If an ISP experiences a security breach, it should consider whether there is the potential that some of the breached information includes protected health information that was being maintained on behalf of a covered entity. The practical reality is that ISPs will seldom know the content of the information they maintain and the identity of all their customers, so they should consider whether to treat all information as potentially subject to HIPAA.

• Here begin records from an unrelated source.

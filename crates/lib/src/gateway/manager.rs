//! Connection manager: the single place wake requests are submitted.
//!
//! Owns the agent-id -> Connection map, applies the debounce policy before
//! any connection work, and eagerly dials every configured agent at startup
//! so the first real wake pays no connect latency.

use crate::config::AgentEndpoint;
use crate::debounce::WakeDebounce;
use crate::device::DeviceIdentity;
use crate::gateway::connection::Connection;
use crate::tokens::DeviceTokenStore;
use async_trait::async_trait;
use std::collections::{HashMap, HashSet};
use std::sync::Arc;
use tokio::sync::Mutex;

/// Seam between the dispatch stages and delivery. Both the mention dispatcher
/// and the observer submit through this; tests substitute a recording fake.
#[async_trait]
pub trait WakeSink: Send + Sync {
    async fn wake(&self, agent_id: &str, text: &str);
}

pub struct ConnectionManager {
    roster: HashMap<String, AgentEndpoint>,
    identity: Arc<DeviceIdentity>,
    tokens: Arc<DeviceTokenStore>,
    debounce: Arc<WakeDebounce>,
    connections: Mutex<HashMap<String, Connection>>,
    /// Agents already warned about once (no endpoint configured).
    warned: std::sync::Mutex<HashSet<String>>,
}

impl ConnectionManager {
    pub fn new(
        roster: Vec<AgentEndpoint>,
        identity: Arc<DeviceIdentity>,
        tokens: Arc<DeviceTokenStore>,
        debounce: Arc<WakeDebounce>,
    ) -> Self {
        let roster = roster.into_iter().map(|a| (a.id.clone(), a)).collect();
        Self {
            roster,
            identity,
            tokens,
            debounce,
            connections: Mutex::new(HashMap::new()),
            warned: std::sync::Mutex::new(HashSet::new()),
        }
    }

    pub fn debounce(&self) -> &WakeDebounce {
        &self.debounce
    }

    /// Eagerly spawn a connection per configured agent.
    pub async fn connect_all(&self) {
        let mut conns = self.connections.lock().await;
        for (id, endpoint) in &self.roster {
            conns.entry(id.clone()).or_insert_with(|| {
                Connection::spawn(
                    endpoint.clone(),
                    self.identity.clone(),
                    self.tokens.clone(),
                )
            });
        }
        log::info!("connecting to {} agent gateway(s)", conns.len());
    }

    fn warn_once(&self, agent_id: &str) {
        let mut warned = self.warned.lock().expect("warned lock");
        if warned.insert(agent_id.to_string()) {
            log::warn!(
                "no gateway configured for \"{}\", it will never be woken",
                agent_id
            );
        }
    }
}

#[async_trait]
impl WakeSink for ConnectionManager {
    async fn wake(&self, agent_id: &str, text: &str) {
        let Some(endpoint) = self.roster.get(agent_id) else {
            self.warn_once(agent_id);
            return;
        };

        // Debounce gates wake frequency at request time, before any
        // connection or delivery work.
        if !self.debounce.should_wake(agent_id) {
            log::debug!(
                "debounced wake for \"{}\" (woken <{}s ago)",
                agent_id,
                self.debounce.window().as_secs()
            );
            return;
        }

        let mut conns = self.connections.lock().await;
        let conn = conns.entry(agent_id.to_string()).or_insert_with(|| {
            Connection::spawn(
                endpoint.clone(),
                self.identity.clone(),
                self.tokens.clone(),
            )
        });
        conn.wake(text.to_string()).await;
    }
}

Complying with the HIPAA Security Rule, which requires documentation of a variety of administrative, physical, and technical safeguards, does not happen overnight. Accordingly, if ISPs believe that they may have some exposure to HIPAA, they promptly should begin the process of conforming their existing security framework into a HIPAA-compliant program.
Finally, if ISPs use or share information for purposes other than storing or transmitting information, including sharing information with law enforcement, they should consider whether there is the potential that protected health information is being shared in a manner that would violate the Privacy Rule.
We recommend staying abreast of the changes in law that will occur as the HIPAA and HITECH rulemakings proceed, and DWT will provide updates from time to time.